The ability of SCRE4 to suppress rice immunity is dependent on nuclear localization. (a) Expression of OsARF17 in the wild−type, SCRE4−IE and SCRE4^NM−IE transgenic lines after DEX and mock treatments. OsGAPDH expression was used as an internal reference. Asterisk indicates significant difference in the expression level of OsARF17 in the SCRE4−IE−1 line between DEX and mock treatments (Student’s t-test, * p < 0.05). (b) The GFP expression level driven by the OsARF17 promoter when the ProOsARF17: GFP construct was co-transfected with the SCRE4 or SCRE4^NM constructs into rice protoplasts. Total proteins were subject to Western blot analyses probed with anti−GFP, anti−β−Actin and anti−FLAG antibodies. Upper panel, the band intensity was quantified with Image J. Data from three independent assays are shown as mean ± SE (n = 4). Different letters ((a) vs. (b)) indicate a significant difference in relative GFP abundance between SCRE4− and SCRE4^NM−expressing protoplasts (Duncan’s multiple range test, p < 0.05). (c) Diseased grains on rice panicles after inoculation of different U. virens strains.
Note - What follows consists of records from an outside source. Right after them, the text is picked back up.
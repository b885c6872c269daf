//! Account management page

use hms_client::{AccountApi, ApiClient};
use shared::models::Account;

use crate::crud::{CrudList, ListFilter, text_matches};
use crate::error::{PageError, PageResult};
use crate::forms::{AccountForm, FormErrors};

pub const MIN_PASSWORD_LEN: usize = 6;

#[derive(Debug, Clone, Default)]
pub struct AccountFilter {
    /// Matches username or employee name
    pub text: Option<String>,
    pub role: Option<String>,
    pub locked: Option<bool>,
}

impl ListFilter<Account> for AccountFilter {
    fn matches(&self, a: &Account) -> bool {
        text_matches(
            self.text.as_deref(),
            &[a.username.as_str(), a.employee_name.as_deref().unwrap_or("")],
        ) && self
            .role
            .as_deref()
            .is_none_or(|r| r.eq_ignore_ascii_case(&a.role))
            && self.locked.is_none_or(|l| l == a.is_locked)
    }
}

pub struct AccountPage {
    list: CrudList<AccountApi, AccountFilter>,
}

impl AccountPage {
    pub fn new(client: &ApiClient) -> Self {
        Self {
            list: CrudList::new(client.accounts()),
        }
    }

    pub fn list(&self) -> &CrudList<AccountApi, AccountFilter> {
        &self.list
    }

    pub fn list_mut(&mut self) -> &mut CrudList<AccountApi, AccountFilter> {
        &mut self.list
    }

    pub async fn load(&mut self) -> PageResult<usize> {
        self.list.load().await
    }

    pub async fn create(&mut self, form: &AccountForm) -> PageResult<Account> {
        self.list.create(form).await
    }

    pub async fn update(&mut self, id: i64, form: &AccountForm) -> PageResult<Account> {
        self.list.update(id, form).await
    }

    pub async fn delete(&mut self, id: i64) -> PageResult<()> {
        self.list.delete(id).await
    }

    pub async fn reset_password(&mut self, id: i64, new_password: &str) -> PageResult<()> {
        if new_password.trim().is_empty() {
            return Err(PageError::MissingInput("new_password"));
        }
        if new_password.chars().count() < MIN_PASSWORD_LEN {
            return Err(PageError::Validation(FormErrors::single(
                "new_password",
                format!("Mật khẩu phải có ít nhất {MIN_PASSWORD_LEN} ký tự"),
            )));
        }
        self.list.resource().reset_password(id, new_password).await?;
        tracing::info!(account_id = id, "Password reset");
        Ok(())
    }

    pub async fn set_locked(&mut self, id: i64, locked: bool) -> PageResult<()> {
        let api = self.list.resource();
        if locked {
            api.lock(id).await?;
        } else {
            api.unlock(id).await?;
        }
        tracing::info!(account_id = id, locked, "Account lock changed");
        self.list.load().await?;
        Ok(())
    }
}

#[cfg(test)]
mod tests {
    use super::*;

    #[test]
    fn test_account_filter() {
        let account = Account {
            account_id: 1,
            employee_id: 2,
            employee_name: Some("Nguyen Lan".into()),
            username: "lan.nguyen".into(),
            role: "HR".into(),
            is_active: true,
            is_locked: false,
            last_login_at: None,
        };
        assert!(
            AccountFilter {
                text: Some("LAN".into()),
                role: Some("hr".into()),
                locked: Some(false),
            }
            .matches(&account)
        );
        assert!(
            !AccountFilter {
                locked: Some(true),
                ..Default::default()
            }
            .matches(&account)
        );
    }
}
The U. virens wild−type (P1), Δscre4 knockout mutant and complemented strains (SCRE4−C1 and C2, SCRE4^NM−C2 and C5) were injection-inoculated into young panicles of the susceptible rice cultivar LYP9 (n = 14, 10, 13, 15, 15, 14, 15). (d) Disease symptoms on the representative rice panicles after U. virens inoculation. The images were captured 4 weeks after rice panicles of LYP9 were inoculated by the wild−type (P1), different scre4 knockout and complemented strains (SCRE4−C1 and C2, SCRE4^NM−C2 and C5). False smut balls are indicated by white triangles.

Figure 7

A working model of SCRE4 suppressing rice immunity. The auxin response factor OsARF17 functions as a positive regulator of PTI responses and positively regulates rice resistance to false smut. During U. virens infection, the essential virulence effector SCRE4 is secreted and translocated into rice nuclei. Through an unidentified mechanism, SCRE4 transcriptionally suppresses OsARF17 expression in the nucleus and subsequently inhibits MAPK activation and ROS production. Therefore, immune responses in rice are disarmed, thus promoting U. virens infection.